ASSIGNED TASK: Wherever "constructed" shows up in the records below, copy the whole line.

/---

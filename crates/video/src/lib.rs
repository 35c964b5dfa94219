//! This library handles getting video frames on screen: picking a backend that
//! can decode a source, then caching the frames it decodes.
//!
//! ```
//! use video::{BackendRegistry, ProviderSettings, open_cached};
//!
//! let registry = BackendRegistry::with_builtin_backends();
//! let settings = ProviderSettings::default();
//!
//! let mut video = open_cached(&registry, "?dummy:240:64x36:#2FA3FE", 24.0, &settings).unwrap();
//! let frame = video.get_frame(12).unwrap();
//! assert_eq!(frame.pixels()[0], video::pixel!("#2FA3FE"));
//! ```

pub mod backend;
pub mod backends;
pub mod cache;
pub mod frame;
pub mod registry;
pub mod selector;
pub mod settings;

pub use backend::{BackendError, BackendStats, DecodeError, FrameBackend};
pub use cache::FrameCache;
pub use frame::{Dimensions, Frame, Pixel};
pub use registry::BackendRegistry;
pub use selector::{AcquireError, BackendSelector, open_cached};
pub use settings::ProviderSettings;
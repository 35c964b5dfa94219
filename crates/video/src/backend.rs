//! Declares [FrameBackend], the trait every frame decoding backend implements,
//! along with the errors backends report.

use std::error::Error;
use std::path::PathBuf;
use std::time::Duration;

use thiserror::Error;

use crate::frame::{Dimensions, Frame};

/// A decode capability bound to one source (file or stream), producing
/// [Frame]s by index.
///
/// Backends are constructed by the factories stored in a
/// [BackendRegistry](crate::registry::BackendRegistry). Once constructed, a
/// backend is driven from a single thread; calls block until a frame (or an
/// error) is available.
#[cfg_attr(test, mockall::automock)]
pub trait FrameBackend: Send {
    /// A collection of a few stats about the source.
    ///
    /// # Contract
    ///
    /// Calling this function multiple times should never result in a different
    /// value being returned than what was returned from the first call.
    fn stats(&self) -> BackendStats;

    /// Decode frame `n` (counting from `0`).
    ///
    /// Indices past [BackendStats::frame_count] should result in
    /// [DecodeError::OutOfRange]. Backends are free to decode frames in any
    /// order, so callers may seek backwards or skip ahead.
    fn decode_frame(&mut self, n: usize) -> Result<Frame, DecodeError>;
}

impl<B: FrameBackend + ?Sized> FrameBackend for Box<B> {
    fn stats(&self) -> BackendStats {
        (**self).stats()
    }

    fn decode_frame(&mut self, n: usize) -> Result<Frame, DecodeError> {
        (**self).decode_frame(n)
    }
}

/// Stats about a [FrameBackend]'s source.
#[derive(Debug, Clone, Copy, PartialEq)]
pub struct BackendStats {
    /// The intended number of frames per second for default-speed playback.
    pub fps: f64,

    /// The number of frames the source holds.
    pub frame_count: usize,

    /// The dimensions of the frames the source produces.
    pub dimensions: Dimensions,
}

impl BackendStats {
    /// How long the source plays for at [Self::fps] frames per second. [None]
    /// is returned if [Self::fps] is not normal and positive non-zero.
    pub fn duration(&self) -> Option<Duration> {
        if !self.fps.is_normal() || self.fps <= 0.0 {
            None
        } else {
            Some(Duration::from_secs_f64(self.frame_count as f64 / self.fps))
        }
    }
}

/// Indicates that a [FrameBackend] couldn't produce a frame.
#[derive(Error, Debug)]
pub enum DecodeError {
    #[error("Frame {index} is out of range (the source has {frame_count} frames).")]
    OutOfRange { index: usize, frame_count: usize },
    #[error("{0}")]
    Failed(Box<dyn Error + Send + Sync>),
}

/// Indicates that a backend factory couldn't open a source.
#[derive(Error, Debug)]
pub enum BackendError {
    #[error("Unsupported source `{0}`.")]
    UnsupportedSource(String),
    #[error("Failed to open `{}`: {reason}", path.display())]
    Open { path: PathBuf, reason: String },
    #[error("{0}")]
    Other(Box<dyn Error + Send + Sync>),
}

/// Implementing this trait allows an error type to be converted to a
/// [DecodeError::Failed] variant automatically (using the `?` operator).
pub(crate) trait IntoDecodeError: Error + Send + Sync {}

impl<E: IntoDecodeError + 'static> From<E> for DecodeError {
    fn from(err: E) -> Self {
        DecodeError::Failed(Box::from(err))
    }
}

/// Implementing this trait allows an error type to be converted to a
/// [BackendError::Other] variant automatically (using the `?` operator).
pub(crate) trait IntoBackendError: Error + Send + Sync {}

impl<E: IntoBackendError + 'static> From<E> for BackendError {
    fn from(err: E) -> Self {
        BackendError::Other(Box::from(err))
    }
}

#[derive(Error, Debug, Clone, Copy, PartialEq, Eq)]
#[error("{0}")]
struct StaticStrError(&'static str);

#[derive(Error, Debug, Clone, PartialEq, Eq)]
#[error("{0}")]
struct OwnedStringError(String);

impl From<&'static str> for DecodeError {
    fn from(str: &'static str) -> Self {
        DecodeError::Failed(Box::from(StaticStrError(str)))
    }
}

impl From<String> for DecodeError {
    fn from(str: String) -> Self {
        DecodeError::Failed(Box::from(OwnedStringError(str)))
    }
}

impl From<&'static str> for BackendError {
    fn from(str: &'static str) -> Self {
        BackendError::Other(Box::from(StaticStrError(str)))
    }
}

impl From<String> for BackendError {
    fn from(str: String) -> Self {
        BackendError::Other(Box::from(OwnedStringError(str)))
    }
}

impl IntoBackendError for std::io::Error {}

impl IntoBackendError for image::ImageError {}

\---

EXERCISE RESPONSE:
/// Backends are constructed by the factories stored in a
/// [BackendRegistry](crate::registry::BackendRegistry). Once constructed, a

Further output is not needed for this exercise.